Source information START

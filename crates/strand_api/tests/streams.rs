mod common;

use boa_engine::JsValue;
use common::{eval_wait, runtime, string_of};

#[test]
fn stream_echo_delivers_chunks_in_order() {
    let mut rt = runtime();
    let value = eval_wait(
        &mut rt,
        r#"
        (async () => {
            const stream = new ReadableStream({
                start(controller) {
                    controller.enqueue("Hello");
                    controller.enqueue(" ");
                    controller.enqueue("World");
                    controller.close();
                },
            });
            const reader = stream.getReader();
            let text = "";
            let chunks = 0;
            for (;;) {
                const { value, done } = await reader.read();
                if (done) break;
                chunks += 1;
                text += value;
            }
            return `${chunks}:${text}`;
        })()
        "#,
    )
    .unwrap();
    assert_eq!(string_of(&value), "3:Hello World");
}

#[test]
fn reads_are_fulfilled_in_call_order() {
    let mut rt = runtime();
    let value = eval_wait(
        &mut rt,
        r#"
        (async () => {
            let controller;
            const stream = new ReadableStream({
                start(c) { controller = c; },
            });
            const reader = stream.getReader();
            const first = reader.read();
            const second = reader.read();
            controller.enqueue("one");
            controller.enqueue("two");
            const results = await Promise.all([first, second]);
            return results.map((r) => r.value).join(",");
        })()
        "#,
    )
    .unwrap();
    assert_eq!(string_of(&value), "one,two");
}

#[test]
fn close_drains_buffered_chunks_first() {
    let mut rt = runtime();
    let value = eval_wait(
        &mut rt,
        r#"
        (async () => {
            const stream = new ReadableStream({
                start(controller) {
                    controller.enqueue("left over");
                    controller.close();
                },
            });
            const reader = stream.getReader();
            const first = await reader.read();
            const second = await reader.read();
            return `${first.value}/${first.done}/${second.done}`;
        })()
        "#,
    )
    .unwrap();
    assert_eq!(string_of(&value), "left over/false/true");
}

#[test]
fn controller_error_rejects_queued_reads() {
    let mut rt = runtime();
    let value = eval_wait(
        &mut rt,
        r#"
        (async () => {
            let controller;
            const stream = new ReadableStream({ start(c) { controller = c; } });
            const reader = stream.getReader();
            const pending = reader.read();
            controller.error(new Error("kaboom"));
            try {
                await pending;
                return "resolved";
            } catch (err) {
                return err.message;
            }
        })()
        "#,
    )
    .unwrap();
    assert_eq!(string_of(&value), "kaboom");
}

#[test]
fn locking_is_exclusive_until_released() {
    let mut rt = runtime();
    let value = eval_wait(
        &mut rt,
        r#"
        (() => {
            const stream = new ReadableStream();
            const reader = stream.getReader();
            const lockedWhileHeld = stream.locked;
            let threw = false;
            try {
                stream.getReader();
            } catch (err) {
                threw = err instanceof TypeError;
            }
            reader.releaseLock();
            const lockedAfter = stream.locked;
            stream.getReader();
            return `${lockedWhileHeld},${threw},${lockedAfter}`;
        })()
        "#,
    )
    .unwrap();
    assert_eq!(string_of(&value), "true,true,false");
}

#[test]
fn tee_branches_both_observe_the_source() {
    let mut rt = runtime();
    let value = eval_wait(
        &mut rt,
        r#"
        (async () => {
            const stream = new ReadableStream({
                start(controller) {
                    for (const chunk of ["a", "b", "c"]) controller.enqueue(chunk);
                    controller.close();
                },
            });
            const [left, right] = stream.tee();
            async function drain(branch) {
                const reader = branch.getReader();
                let text = "";
                for (;;) {
                    const { value, done } = await reader.read();
                    if (done) break;
                    text += value;
                }
                return text;
            }
            const [a, b] = await Promise.all([drain(left), drain(right)]);
            return `${a}|${b}`;
        })()
        "#,
    )
    .unwrap();
    assert_eq!(string_of(&value), "abc|abc");
}

#[test]
fn writable_stream_serializes_sink_writes() {
    let mut rt = runtime();
    let value = eval_wait(
        &mut rt,
        r#"
        (async () => {
            const written = [];
            let inFlight = 0;
            let overlapped = false;
            const sink = new WritableStream({
                write(chunk) {
                    if (inFlight > 0) overlapped = true;
                    inFlight += 1;
                    written.push(chunk);
                    return new Promise((resolve) => setTimeout(() => {
                        inFlight -= 1;
                        resolve();
                    }, 1));
                },
            });
            const writer = sink.getWriter();
            writer.write("x");
            writer.write("y");
            writer.write("z");
            await writer.close();
            return `${written.join("")},${overlapped}`;
        })()
        "#,
    )
    .unwrap();
    assert_eq!(string_of(&value), "xyz,false");
}

#[test]
fn writable_abort_rejects_queued_writes() {
    let mut rt = runtime();
    let value = eval_wait(
        &mut rt,
        r#"
        (async () => {
            const sink = new WritableStream({
                write() {
                    return new Promise(() => {});
                },
            });
            const writer = sink.getWriter();
            writer.write("first");
            const queued = writer.write("second");
            await writer.abort(new Error("stop"));
            try {
                await queued;
                return "resolved";
            } catch (err) {
                return err.message;
            }
        })()
        "#,
    )
    .unwrap();
    assert_eq!(string_of(&value), "stop");
}

#[test]
fn pipe_through_transforms_to_uppercase() {
    let mut rt = runtime();
    let value = eval_wait(
        &mut rt,
        r#"
        (async () => {
            const source = new ReadableStream({
                start(controller) {
                    for (const chunk of ["hello", " ", "world"]) {
                        controller.enqueue(chunk);
                    }
                    controller.close();
                },
            });
            const upper = new TransformStream({
                transform(chunk, controller) {
                    controller.enqueue(chunk.toUpperCase());
                },
            });
            const piped = source.pipeThrough(upper);
            if (!(piped instanceof ReadableStream)) return "not a stream";
            const reader = piped.getReader();
            let text = "";
            for (;;) {
                const { value, done } = await reader.read();
                if (done) break;
                text += value;
            }
            return text;
        })()
        "#,
    )
    .unwrap();
    assert_eq!(string_of(&value), "HELLO WORLD");
}

#[test]
fn pipe_through_rejects_malformed_pairs() {
    let mut rt = runtime();
    let value = eval_wait(
        &mut rt,
        r#"
        (() => {
            const source = new ReadableStream();
            const failures = [];
            for (const pair of [null, {}, { readable: new ReadableStream() }]) {
                try {
                    source.pipeThrough(pair);
                    failures.push("accepted");
                } catch (err) {
                    failures.push(err instanceof TypeError ? "TypeError" : "other");
                }
            }
            return failures.join();
        })()
        "#,
    )
    .unwrap();
    assert_eq!(string_of(&value), "TypeError,TypeError,TypeError");
}

#[test]
fn pipe_to_preserves_order_and_count() {
    let mut rt = runtime();
    let value = eval_wait(
        &mut rt,
        r#"
        (async () => {
            const chunks = ["one", "two", "three", "four"];
            const source = new ReadableStream({
                start(controller) {
                    for (const chunk of chunks) controller.enqueue(chunk);
                    controller.close();
                },
            });
            const collected = [];
            const sink = new WritableStream({
                write(chunk) { collected.push(chunk); },
            });
            await source.pipeTo(sink);
            return collected.join(",");
        })()
        "#,
    )
    .unwrap();
    assert_eq!(string_of(&value), "one,two,three,four");
}

#[test]
fn abort_during_pipe_to_rejects_with_the_signal_reason() {
    let mut rt = runtime();
    let value = eval_wait(
        &mut rt,
        r#"
        (async () => {
            let sent = 0;
            const source = new ReadableStream({
                start(controller) {
                    const id = setInterval(() => {
                        sent += 1;
                        if (sent > 20) {
                            clearInterval(id);
                            controller.close();
                            return;
                        }
                        controller.enqueue(`chunk-${sent}`);
                    }, 10);
                },
            });
            const received = [];
            const sink = new WritableStream({
                write(chunk) { received.push(chunk); },
            });
            const controller = new AbortController();
            setTimeout(() => controller.abort(), 50);
            try {
                await source.pipeTo(sink, { signal: controller.signal });
                return "completed";
            } catch (err) {
                const partial = received.length > 0 && received.length < 20;
                return `${err.name},${partial}`;
            }
        })()
        "#,
    )
    .unwrap();
    assert_eq!(string_of(&value), "AbortError,true");
}

#[test]
fn pipe_to_with_already_aborted_signal_never_reads() {
    let mut rt = runtime();
    let value = eval_wait(
        &mut rt,
        r#"
        (async () => {
            const source = new ReadableStream({
                start(controller) {
                    controller.enqueue("never delivered");
                },
            });
            let writes = 0;
            const sink = new WritableStream({
                write() { writes += 1; },
            });
            try {
                await source.pipeTo(sink, { signal: AbortSignal.abort("early") });
                return "completed";
            } catch (err) {
                return `${err},${writes === 0}`;
            }
        })()
        "#,
    )
    .unwrap();
    assert_eq!(string_of(&value), "early,true");
}

#[test]
fn non_writable_destination_is_a_type_error() {
    let mut rt = runtime();
    let err = eval_wait(
        &mut rt,
        "new ReadableStream().pipeTo({ write() {} })",
    )
    .unwrap_err();
    assert!(format!("{err}").contains("WritableStream"));
}

#[test]
fn backpressure_defers_pulls_until_reads_drain() {
    let mut rt = runtime();
    let value = eval_wait(
        &mut rt,
        r#"
        (async () => {
            let pulls = 0;
            const stream = new ReadableStream(
                {
                    pull(controller) {
                        pulls += 1;
                        controller.enqueue(pulls);
                    },
                },
                new CountQueuingStrategy({ highWaterMark: 2 })
            );
            // Give the loop a turn: pulls stop once the queue reaches the
            // high water mark.
            await new Promise((resolve) => setTimeout(resolve, 10));
            const before = pulls;
            const reader = stream.getReader();
            await reader.read();
            await new Promise((resolve) => setTimeout(resolve, 10));
            return before <= 3 && pulls > before;
        })()
        "#,
    )
    .unwrap();
    assert_eq!(value, JsValue::from(true));
}

#[test]
fn queuing_strategy_rejects_invalid_high_water_mark() {
    let mut rt = runtime();
    let err = eval_wait(
        &mut rt,
        "new ReadableStream({}, { highWaterMark: -1 })",
    )
    .unwrap_err();
    assert!(format!("{err}").contains("highWaterMark"));
}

Source information END

- **Your goal**
Take every line from the data that includes the word "second".

- **Result below**
            const second = reader.read();
            const results = await Promise.all([first, second]);
            const second = await reader.read();
            return `${first.value}/${first.done}/${second.done}`;
            const queued = writer.write("second");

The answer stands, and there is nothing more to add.